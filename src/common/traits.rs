use crate::common::error::Result;

// ==========================================
// 实验载荷接口 (ChaosSpec)
// ==========================================

/// 单一故障类型的载荷
///
/// 每个模板变体 (PodChaos、NetworkChaos ...) 自己负责校验与实例化时的默认值填充，
/// `ExperimentTemplate` 只做分发。
pub trait ChaosSpec: Clone + Send + Sync + 'static {
    /// 类型名 (事件与日志中使用)
    const KIND: &'static str;

    /// 校验载荷
    ///
    /// 失败时返回 `SchedulerError::InvalidTemplate`。
    fn validate(&self) -> Result<()>;

    /// 实例化时的规范化
    ///
    /// - `namespace`: 所属 Schedule 的命名空间，选择器未指定命名空间时以它兜底。
    fn normalize(&mut self, namespace: &str);

    /// 克隆并规范化，得到写入实验实例的载荷
    fn instantiate(&self, namespace: &str) -> Self {
        let mut copy = self.clone();
        copy.normalize(namespace);
        copy
    }
}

**What you should do**: Return the complete material exactly as it appears.

**Response below**:
filename src/common/traits.rs
use crate::common::error::Result;

// ==========================================
// 实验载荷接口 (ChaosSpec)
// ==========================================

/// 单一故障类型的载荷
///
/// 每个模板变体 (PodChaos、NetworkChaos ...) 自己负责校验与实例化时的默认值填充，
/// `ExperimentTemplate` 只做分发。
pub trait ChaosSpec: Clone + Send + Sync + 'static {
    /// 类型名 (事件与日志中使用)
    const KIND: &'static str;

    /// 校验载荷
    ///
    /// 失败时返回 `SchedulerError::InvalidTemplate`。
    fn validate(&self) -> Result<()>;

    /// 实例化时的规范化
    ///
    /// - `namespace`: 所属 Schedule 的命名空间，选择器未指定命名空间时以它兜底。
    fn normalize(&mut self, namespace: &str);

    /// 克隆并规范化，得到写入实验实例的载荷
    fn instantiate(&self, namespace: &str) -> Self {
        let mut copy = self.clone();
        copy.normalize(namespace);
        copy
    }
}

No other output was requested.